Delaroli estava no exercício da presidência da Casa, desde o afastamento do então presidente Rodrigo Bacellar, que chegou a ser preso por vazar informações sigilosas da Operação Unha e Carne, que investiga o ex-deputado estadual TH Joias por ligações com o Comando Vermelho.

Em março 27 de março deste ano, Bacellar voltou a ser preso pela Polícia Federal. Antes disso, em dezembro de 2025, já havia sido levado à prisão, mas foi solto por decisão do plenário da Alerj.

>>STF tem maioria para manter cassação do ex-deputado Rodrigo Bacellar

Douglas Ruas

Em discurso após assumir a presidência da Alerj, Douglas Ruas, restringiu as suas críticas ao PSD e ao PDT por tentarem impedir a votação aberta, considerada por ele como mais democrática.

O novo presidente da Alerj disse ainda que o Rio de Janeiro, nos últimos dias, passava por um cenário jamais visto com interinidade nos três poderes.

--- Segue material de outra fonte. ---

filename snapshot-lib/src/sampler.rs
use crate::reader::HistoricalChainReader;
use crate::sampling::{self, sample_blocks, DEFAULT_SAMPLES};
use crate::voting_power::{self, VotingPower};
use crate::{BlockNumber, ContractAddress, Sample, SampleSeries};
use tracing::{debug, info};

#[derive(Debug, thiserror::Error)]
pub enum Error {
    #[error(transparent)]
    Sampling(#[from] sampling::Error),

    #[error("could not read the total supply at block {block}")]
    Read {
        block: BlockNumber,
        #[source]
        source: Box<dyn std::error::Error + Send + Sync>,
    },

    #[error("invalid total supply at block {block}")]
    Scale {
        block: BlockNumber,
        #[source]
        source: voting_power::Error,
    },
}

#[derive(Clone, Debug, PartialEq, Eq)]
pub struct SamplerConfig {
    pub contract: ContractAddress,
    pub start_block: BlockNumber,
    pub samples: usize,
}

impl SamplerConfig {
    pub fn new(contract: ContractAddress, start_block: BlockNumber) -> Self {
        Self {
            contract,
            start_block,
            samples: DEFAULT_SAMPLES,
        }
    }
}

/// Samples the total voting power of a contract between a fixed start block and
/// the current chain height.
pub struct SnapshotSampler<R> {
    reader: R,
    config: SamplerConfig,
}

impl<R: HistoricalChainReader> SnapshotSampler<R> {
    pub fn new(reader: R, config: SamplerConfig) -> Self {
        Self { reader, config }
    }

    /// Block numbers that [`Self::sample`] would query.
    pub fn blocks(&self, current_block: BlockNumber) -> Result<Vec<BlockNumber>, Error> {
        Ok(sample_blocks(
            self.config.start_block,
            current_block,
            self.config.samples,
        )?)
    }

    /// Queries every sampled block in order, one call at a time.
    ///
    /// Either every block is read successfully or the first failure is returned;
    /// a partial series is never produced.
    pub fn sample(&self, current_block: BlockNumber) -> Result<SampleSeries, Error> {
        let blocks = self.blocks(current_block)?;
        info!(
            contract = %self.config.contract,
            start = self.config.start_block,
            end = current_block,
            samples = blocks.len(),
            "sampling total voting power"
        );

        blocks
            .into_iter()
            .enumerate()
            .map(|(i, block)| {
                let raw = self
                    .reader
                    .total_supply_at(&self.config.contract, block)
                    .map_err(|e| Error::Read {
                        block,
                        source: Box::new(e),
                    })?;
                let voting_power = VotingPower::from_raw(&raw)
                    .map_err(|source| Error::Scale { block, source })?;
                debug!(sample = i, block, %voting_power, "sampled");
                Ok(Sample {
                    block,
                    voting_power,
                })
            })
            .collect::<Result<Vec<_>, _>>()
            .map(SampleSeries::from)
    }
}
use super::common::SamplingArgs;
use color_eyre::Report;
use std::path::PathBuf;
use structopt::StructOpt;
use vepul_toolbox::stats;
use vepul_toolbox::utils::csv;

#[derive(StructOpt)]
#[structopt(rename_all = "kebab-case")]
pub struct DumpSamples {
    #[structopt(flatten)]
    sampling: SamplingArgs,

    /// Csv output path, standard output when omitted
    #[structopt(long, short)]
    output: Option<PathBuf>,
}

impl DumpSamples {
    pub fn exec(self) -> Result<(), Report> {
        let settings = self.sampling.settings(None, None)?;
        let samples = stats::sample_voting_power(&settings, self.sampling.current_block)?
            .into_iter()
            .collect::<Vec<_>>();

        match self.output {
            Some(path) => csv::dump_data_to_csv(&samples, &path)?,
            None => csv::write_data_as_csv(&samples, std::io::stdout().lock())?,
        }
        Ok(())
    }
}
pub mod networks;
pub mod plot;
pub mod settings;
pub mod stats;
pub mod utils;
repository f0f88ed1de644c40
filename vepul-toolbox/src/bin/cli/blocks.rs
use super::common::SamplingArgs;
use color_eyre::Report;
use snapshot_lib::sample_blocks;
use structopt::StructOpt;
use vepul_toolbox::stats;

#[derive(StructOpt)]
#[structopt(rename_all = "kebab-case")]
pub struct SampleBlocks {
    #[structopt(flatten)]
    sampling: SamplingArgs,
}

impl SampleBlocks {
    pub fn exec(self) -> Result<(), Report> {
        let settings = self.sampling.settings(None, None)?;
        // the node is only contacted when the range end is not given
        let current_block = match self.sampling.current_block {
            Some(block) => block,
            None => stats::connect(&settings)?.block_number()?,
        };

        for block in sample_blocks(settings.start_block, current_block, settings.samples)? {
            println!("{}", block);
        }
        Ok(())
    }
}
use serde::Serialize;
use std::io::Write;
use std::path::Path;

pub fn dump_data_to_csv<T: Serialize>(data: &[T], path: &Path) -> Result<(), csv::Error> {
    write_data_as_csv(data, std::fs::File::create(path)?)
}

pub fn write_data_as_csv<T: Serialize, W: Write>(data: &[T], writer: W) -> Result<(), csv::Error> {
    let mut writer = csv::Writer::from_writer(writer);
    for entry in data {
        writer.serialize(entry)?;
    }
    writer.flush()?;
    Ok(())
}
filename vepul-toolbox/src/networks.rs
use serde::Deserialize;
use snapshot_lib::ContractAddress;
use std::fmt;
use std::str::FromStr;

/// Networks with a known vePUL deployment.
#[derive(Clone, Copy, Debug, PartialEq, Eq, Deserialize)]
#[serde(rename_all = "kebab-case")]
pub enum Network {
    Ethereum,
    PulsarrTest,
}

impl Network {
    pub const ALL: [Network; 2] = [Network::Ethereum, Network::PulsarrTest];

    pub fn name(self) -> &'static str {
        match self {
            Network::Ethereum => "ethereum",
            Network::PulsarrTest => "pulsarr-test",
        }
    }

    /// Address of the vePUL contract deployed on this network.
    pub fn vepul(self) -> ContractAddress {
        match self {
            // 0xB56A454d8DaC2AD4cB82337887717a2a427Fcd00
            Network::Ethereum => ContractAddress::new([
                0xb5, 0x6a, 0x45, 0x4d, 0x8d, 0xac, 0x2a, 0xd4, 0xcb, 0x82, 0x33, 0x78, 0x87, 0x71,
                0x7a, 0x2a, 0x42, 0x7f, 0xcd, 0x00,
            ]),
            // 0xC22Af3F30a22c6c02dC4C9a9AcF5c337Fad4Aa1F
            Network::PulsarrTest => ContractAddress::new([
                0xc2, 0x2a, 0xf3, 0xf3, 0x0a, 0x22, 0xc6, 0xc0, 0x2d, 0xc4, 0xc9, 0xa9, 0xac, 0xf5,
                0xc3, 0x37, 0xfa, 0xd4, 0xaa, 0x1f,
            ]),
        }
    }
}

impl FromStr for Network {
    type Err = String;

    fn from_str(s: &str) -> Result<Self, Self::Err> {
        Self::ALL
            .into_iter()
            .find(|network| network.name() == s)
            .ok_or_else(|| {
                format!(
                    "unknown network {:?}, expected one of: {}",
                    s,
                    Self::ALL.map(Network::name).join(", ")
                )
            })
    }
}

impl fmt::Display for Network {
    fn fmt(&self, f: &mut fmt::Formatter<'_>) -> fmt::Result {
        f.write_str(self.name())
    }
}
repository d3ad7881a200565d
// In-memory string compression

use std::io::{Read, Write};

use bzip2::read::BzDecoder;
use bzip2::write::BzEncoder;
use flate2::read::{DeflateDecoder, GzDecoder, ZlibDecoder};
use flate2::write::{DeflateEncoder, GzEncoder, ZlibEncoder};
use serde::Deserialize;

use crate::models::FilterError;

/// Compress and decompress whole byte strings
pub trait StringCompressionAdapter: Send + Sync {
    fn compress(&self, value: &[u8]) -> Result<Vec<u8>, FilterError>;
    fn decompress(&self, value: &[u8]) -> Result<Vec<u8>, FilterError>;
}

/// zlib-family container written by [`GzAdapter`]
#[derive(Debug, Clone, Copy, PartialEq, Eq, Default, Deserialize)]
#[serde(rename_all = "lowercase")]
pub enum GzMode {
    /// zlib stream
    #[default]
    Compress,
    /// Raw deflate
    Deflate,
    /// gzip file format
    Encode,
}

/// Library default level
pub const DEFAULT_GZ_LEVEL: i32 = -1;
pub const DEFAULT_BZ2_BLOCK_SIZE: u32 = 4;

#[derive(Debug, Clone, Copy)]
pub struct GzAdapter {
    level: flate2::Compression,
    mode: GzMode,
}

impl GzAdapter {
    /// `level` is -1 for the library default, otherwise 0..=9
    pub fn new(level: i32, mode: GzMode) -> Result<Self, FilterError> {
        let level = match level {
            DEFAULT_GZ_LEVEL => flate2::Compression::default(),
            0..=9 => flate2::Compression::new(level as u32),
            _ => {
                return Err(FilterError::InvalidConfig(format!(
                    "Compression level '{}' must be between -1 and 9",
                    level
                )))
            }
        };
        Ok(Self { level, mode })
    }
}

impl Default for GzAdapter {
    fn default() -> Self {
        Self {
            level: flate2::Compression::default(),
            mode: GzMode::default(),
        }
    }
}

fn compression_failed(e: std::io::Error) -> FilterError {
    FilterError::Compression(format!("Compression failed: {}", e))
}

fn decompression_failed(e: std::io::Error) -> FilterError {
    FilterError::Compression(format!("Error during decompression: {}", e))
}

impl StringCompressionAdapter for GzAdapter {
    fn compress(&self, value: &[u8]) -> Result<Vec<u8>, FilterError> {
        match self.mode {
            GzMode::Compress => {
                let mut encoder = ZlibEncoder::new(Vec::new(), self.level);
                encoder.write_all(value).map_err(compression_failed)?;
                encoder.finish().map_err(compression_failed)
            }
            GzMode::Deflate => {
                let mut encoder = DeflateEncoder::new(Vec::new(), self.level);
                encoder.write_all(value).map_err(compression_failed)?;
                encoder.finish().map_err(compression_failed)
            }
            GzMode::Encode => {
                let mut encoder = GzEncoder::new(Vec::new(), self.level);
                encoder.write_all(value).map_err(compression_failed)?;
                encoder.finish().map_err(compression_failed)
            }
        }
    }

    fn decompress(&self, value: &[u8]) -> Result<Vec<u8>, FilterError> {
        let mut out = Vec::new();
        let read = match self.mode {
            GzMode::Compress => ZlibDecoder::new(value).read_to_end(&mut out),
            GzMode::Deflate => DeflateDecoder::new(value).read_to_end(&mut out),
            GzMode::Encode => GzDecoder::new(value).read_to_end(&mut out),
        };
        read.map_err(decompression_failed)?;
        Ok(out)
    }
}

#[derive(Debug, Clone, Copy)]
pub struct Bz2Adapter {
    block_size: u32,
}

impl Bz2Adapter {
    /// `block_size` is in units of 100k, 1..=9
    pub fn new(block_size: u32) -> Result<Self, FilterError> {
        if !(1..=9).contains(&block_size) {
            return Err(FilterError::InvalidConfig(format!(
                "Block size '{}' must be between 1 and 9",
                block_size
            )));
        }
        Ok(Self { block_size })
    }
}

impl Default for Bz2Adapter {
    fn default() -> Self {
        Self {
            block_size: DEFAULT_BZ2_BLOCK_SIZE,
        }
    }
}

impl StringCompressionAdapter for Bz2Adapter {
    fn compress(&self, value: &[u8]) -> Result<Vec<u8>, FilterError> {
        let mut encoder = BzEncoder::new(Vec::new(), bzip2::Compression::new(self.block_size));
        encoder.write_all(value).map_err(compression_failed)?;
        encoder.finish().map_err(compression_failed)
    }

    fn decompress(&self, value: &[u8]) -> Result<Vec<u8>, FilterError> {
        let mut out = Vec::new();
        BzDecoder::new(value)
            .read_to_end(&mut out)
            .map_err(decompression_failed)?;
        Ok(out)
    }
}

#[cfg(test)]
mod tests {
    use super::*;

    const TEXT: &[u8] = b"compress me compress me compress me compress me";

    #[test]
    fn test_gz_modes_produce_their_containers() {
        let zlib = GzAdapter::new(9, GzMode::Compress).unwrap().compress(TEXT).unwrap();
        assert_eq!(zlib[0], 0x78);

        let gzip = GzAdapter::new(-1, GzMode::Encode).unwrap().compress(TEXT).unwrap();
        assert_eq!(gzip[..2], [0x1f, 0x8b]);

        let raw = GzAdapter::new(0, GzMode::Deflate).unwrap();
        assert_eq!(raw.decompress(&raw.compress(TEXT).unwrap()).unwrap(), TEXT);
    }

    #[test]
    fn test_gz_level_range() {
        assert!(GzAdapter::new(10, GzMode::Compress).unwrap_err().is_config_error());
        assert!(GzAdapter::new(-2, GzMode::Compress).unwrap_err().is_config_error());
    }

    #[test]
    fn test_gz_mode_mismatch_fails() {
        let zlib = GzAdapter::default().compress(TEXT).unwrap();
        let gzip = GzAdapter::new(-1, GzMode::Encode).unwrap();
        assert!(matches!(gzip.decompress(&zlib), Err(FilterError::Compression(_))));
    }

    #[test]
    fn test_bz2() {
        let adapter = Bz2Adapter::new(9).unwrap();
        let compressed = adapter.compress(TEXT).unwrap();
        assert_eq!(&compressed[..3], b"BZh");
        assert_eq!(Bz2Adapter::default().decompress(&compressed).unwrap(), TEXT);

        assert!(Bz2Adapter::new(0).unwrap_err().is_config_error());
        assert!(matches!(
            Bz2Adapter::default().decompress(b"not bzip2"),
            Err(FilterError::Compression(_))
        ));
    }
}
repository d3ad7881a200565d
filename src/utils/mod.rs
pub mod parallel;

“No governo do estado do Rio de Janeiro, também interinidade no Judiciário, tendo em vista que o presidente daquele poder [desembargador Ricardo Couto] está exercendo cargo de governador, e lá está a desembargadora [Suely Lopes Magalhães] de forma interina conduzindo aquele poder e também tínhamos uma interinidade no poder legislativo”, afirmou.

Ruas disse ainda que será presidente dos 70 deputados que compõem o quadro de parlamentares da Alerj. “Agradeço a cada um dos senhores e senhoras deputados e deputadas que confiaram a mim essa missão, que não é uma missão individual e, sim, coletiva, construída através do diálogo, buscando sempre as soluções em favor da população do estado do Rio de Janeiro”, disse.

Ruas já tinha sido eleito para o cargo em votação rápida da Alerj, mas em decisão da presidente em exercício do TJRJ, a eleição foi anulada por considerar que o processo eleitoral só poderia ser deflagrado após a retotalização dos votos nos parlamentares pelo Tribunal Regional Eleitoral (TRE), após a cassação do mandato de Rodrigo Bacellar.